StartupsTechnologyVC/PE

Inversion Raises $44M Series A To Build Its Arc

Ray. Image: Inversion Space
Ray. Image: Inversion Space

Inversion, a California startup trying to crack space-based delivery with an autonomous reentry vehicle called Arc, announced a $44M Series A yesterday.

The round was led by Spark Capital and Adjacent, with investment from Lockheed Martin Ventures, Kindred Ventures, and Y Combinator, bringing the company’s total funding to $54M since 2021.

Anytime, anywhere: Inversion plans to use these funds to scale up its operations to deliver a full-scale reentry vehicle on orbit by 2026.

  • Workforce: Over the next year, the company plans to grow its headcount from about 30 employees to as many as 80.
  • Facilities: Inversion will invest in a new facility and headquarters where it will manufacture its Arc vehicles.
  • Tech: Ray, a 20-inch diameter subscale demonstrator for the Arc reentry vehicle, will test the capsule, the bus, the propulsion systems, and the parachutes Inversion is developing in-house.

In October, Inversion received FAA approval to launch and return Ray on SpaceX’s Transporter-12 rideshare later this year.

Last 62-mile delivery: Inversion isn’t the only company betting that the future of logistics is above the Karman Line. In the last few years, the DoD has invested over $200M—including a $71M AFRL/SpaceWERX STRATFI awarded to Inversion—to make the idea a reality, backing companies like Outpost, Sierra Space, Varda, Stoke Space, and SpaceX.
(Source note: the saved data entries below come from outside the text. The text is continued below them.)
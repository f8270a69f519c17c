/// UI widgets for the two panes
///
/// - list.rs: one card per catalog entry with a "View Book" button
/// - detail.rs: cover, title, author and ISBN of the selection

pub mod list;
pub mod detail;

use iced::widget::container;
use iced::{Border, Color, Theme};

/// Plain white pane background
pub fn pane(_theme: &Theme) -> container::Style {
    container::Style {
        background: Some(Color::WHITE.into()),
        ..container::Style::default()
    }
}

/// Backdrop behind both panes
pub fn backdrop(_theme: &Theme) -> container::Style {
    container::Style {
        background: Some(Color::from_rgb(0.0, 1.0, 1.0).into()),
        ..container::Style::default()
    }
}

/// White card with a thin gray outline
pub fn card(_theme: &Theme) -> container::Style {
    container::Style {
        background: Some(Color::WHITE.into()),
        border: Border {
            color: ISBN_COLOR,
            width: 1.0,
            ..Border::default()
        },
        ..container::Style::default()
    }
}

/// Text colors for the title / author / ISBN hierarchy
pub const TITLE_COLOR: Color = Color::BLACK;
pub const AUTHOR_COLOR: Color = Color { r: 0.27, g: 0.27, b: 0.27, a: 1.0 };
pub const ISBN_COLOR: Color = Color { r: 0.53, g: 0.53, b: 0.53, a: 1.0 };
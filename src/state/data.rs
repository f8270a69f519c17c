/// Shared data structures for the application state
///
/// These structs represent the data model that flows between
/// the view-model and the UI layer.

/// A single book in the catalog
#[derive(Debug, Clone, PartialEq, Eq)]
pub struct Book {
    /// Full title as shown in the list and detail panes
    pub title: String,
    /// Author line, verbatim
    pub author: String,
    /// ISBN-10 as printed on the book (not validated)
    pub isbn: String,
    /// Where the cover image is downloaded from
    pub img_url: String,
    /// Store link. Carried with the record but never rendered.
    #[allow(dead_code)]
    pub purchase_link: String,
}

impl Book {
    pub fn new(
        title: impl Into<String>,
        author: impl Into<String>,
        isbn: impl Into<String>,
        img_url: impl Into<String>,
        purchase_link: impl Into<String>,
    ) -> Self {
        Self {
            title: title.into(),
            author: author.into(),
            isbn: isbn.into(),
            img_url: img_url.into(),
            purchase_link: purchase_link.into(),
        }
    }
}

/// A decoded RGBA8 image held in memory
#[derive(Debug, Clone, PartialEq, Eq)]
pub struct Bitmap {
    pub width: u32,
    pub height: u32,
    /// Row-major RGBA8 pixels, `width * height * 4` bytes
    pub pixels: Vec<u8>,
}

impl Bitmap {
    /// Fully transparent square shown until a cover arrives
    pub fn blank(size: u32) -> Self {
        Self {
            width: size,
            height: size,
            pixels: vec![0; (size as usize) * (size as usize) * 4],
        }
    }
}
/// View-model for the two-pane browser
///
/// Owns the catalog, the current selection, and the cover shown in the
/// detail pane. Cover fetches are tagged with the generation they were
/// issued under; a completion is applied only while its generation is
/// still current, so a slow fetch for an older selection can never
/// overwrite the cover of a newer one.

use iced::widget::image::Handle;
use tracing::{debug, info};

use super::catalog::list_books;
use super::data::{Bitmap, Book};
use crate::cover::loader::CoverError;

/// Monotonic tag identifying one selection change
#[derive(Debug, Clone, Copy, Default, PartialEq, Eq, PartialOrd, Ord, Hash)]
pub struct Generation(u64);

impl Generation {
    fn next(self) -> Self {
        Generation(self.0 + 1)
    }
}

/// Everything needed to launch the fetch for a selection
#[derive(Debug, Clone, PartialEq, Eq)]
pub struct FetchTicket {
    pub generation: Generation,
    pub url: String,
}

/// Where the cover of the current selection stands
#[derive(Debug, Clone, PartialEq, Eq)]
pub enum FetchPhase {
    /// Nothing requested yet, placeholder on screen
    Idle,
    /// Request in flight for this generation
    Fetching(Generation),
    /// Cover of the current selection is on screen
    Loaded,
    /// Fetch for the current selection failed; previous image kept
    Failed(CoverError),
}

/// What happened to a finished fetch
#[derive(Debug, Clone, PartialEq, Eq)]
pub enum Completion {
    Applied,
    /// Issued for an older selection, dropped
    Stale,
    Failed(CoverError),
}

/// The image buffer plus the renderer handle built from it
///
/// The handle is built once per cover so the renderer can keep the
/// uploaded texture across frames.
#[derive(Debug, Clone)]
struct Cover {
    bitmap: Bitmap,
    handle: Handle,
}

impl Cover {
    fn new(bitmap: Bitmap) -> Self {
        let handle = Handle::from_rgba(bitmap.width, bitmap.height, bitmap.pixels.clone());
        Self { bitmap, handle }
    }
}

/// Read-only projection of the detail pane
#[derive(Debug, Clone)]
pub struct DetailView<'a> {
    pub title: &'a str,
    pub author: &'a str,
    pub isbn: &'a str,
    pub cover: &'a Handle,
    pub phase: &'a FetchPhase,
}

pub struct Browser {
    books: Vec<Book>,
    current: Book,
    generation: Generation,
    phase: FetchPhase,
    cover: Cover,
}

impl Browser {
    /// Start on the first catalog entry with `placeholder` as its cover
    pub fn new(placeholder: Bitmap) -> Self {
        let books = list_books();
        let current = books[0].clone();

        Self {
            books,
            current,
            generation: Generation::default(),
            phase: FetchPhase::Idle,
            cover: Cover::new(placeholder),
        }
    }

    pub fn books(&self) -> &[Book] {
        &self.books
    }

    pub fn current(&self) -> &Book {
        &self.current
    }

    pub fn phase(&self) -> &FetchPhase {
        &self.phase
    }

    /// The bitmap currently shown in the detail pane
    pub fn cover(&self) -> &Bitmap {
        &self.cover.bitmap
    }

    /// Make `book` the selection and open a new fetch generation
    ///
    /// The text of the detail pane switches immediately. The returned ticket
    /// must be used to fetch the cover; re-selecting the current book still
    /// issues a fresh ticket.
    pub fn select_book(&mut self, book: Book) -> FetchTicket {
        info!(title = %book.title, "book selected");

        self.generation = self.generation.next();
        self.phase = FetchPhase::Fetching(self.generation);

        let ticket = FetchTicket {
            generation: self.generation,
            url: book.img_url.clone(),
        };
        self.current = book;
        ticket
    }

    /// Apply the outcome of the fetch issued under `generation`
    pub fn complete(
        &mut self,
        generation: Generation,
        result: Result<Bitmap, CoverError>,
    ) -> Completion {
        if generation != self.generation {
            debug!(?generation, current = ?self.generation, "discarding stale cover");
            return Completion::Stale;
        }

        match result {
            Ok(bitmap) => {
                debug!(width = bitmap.width, height = bitmap.height, "cover loaded");
                self.cover = Cover::new(bitmap);
                self.phase = FetchPhase::Loaded;
                Completion::Applied
            }
            Err(err) => {
                self.phase = FetchPhase::Failed(err.clone());
                Completion::Failed(err)
            }
        }
    }

    pub fn detail(&self) -> DetailView<'_> {
        DetailView {
            title: &self.current.title,
            author: &self.current.author,
            isbn: &self.current.isbn,
            cover: &self.cover.handle,
            phase: &self.phase,
        }
    }
}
For Inversion CEO Justin Fiaschetti, in-space delivery capabilities will drive a shift in national defense strategies. 

“Speed is critical to any national security group,” Fiaschetti told Payload. “Every single group is going to need to have their cargo stationed in orbit and have it able to be delivered in under an hour, both domestically and internationally. So from our perspective, that’s 1000s and 1000s of capsules.”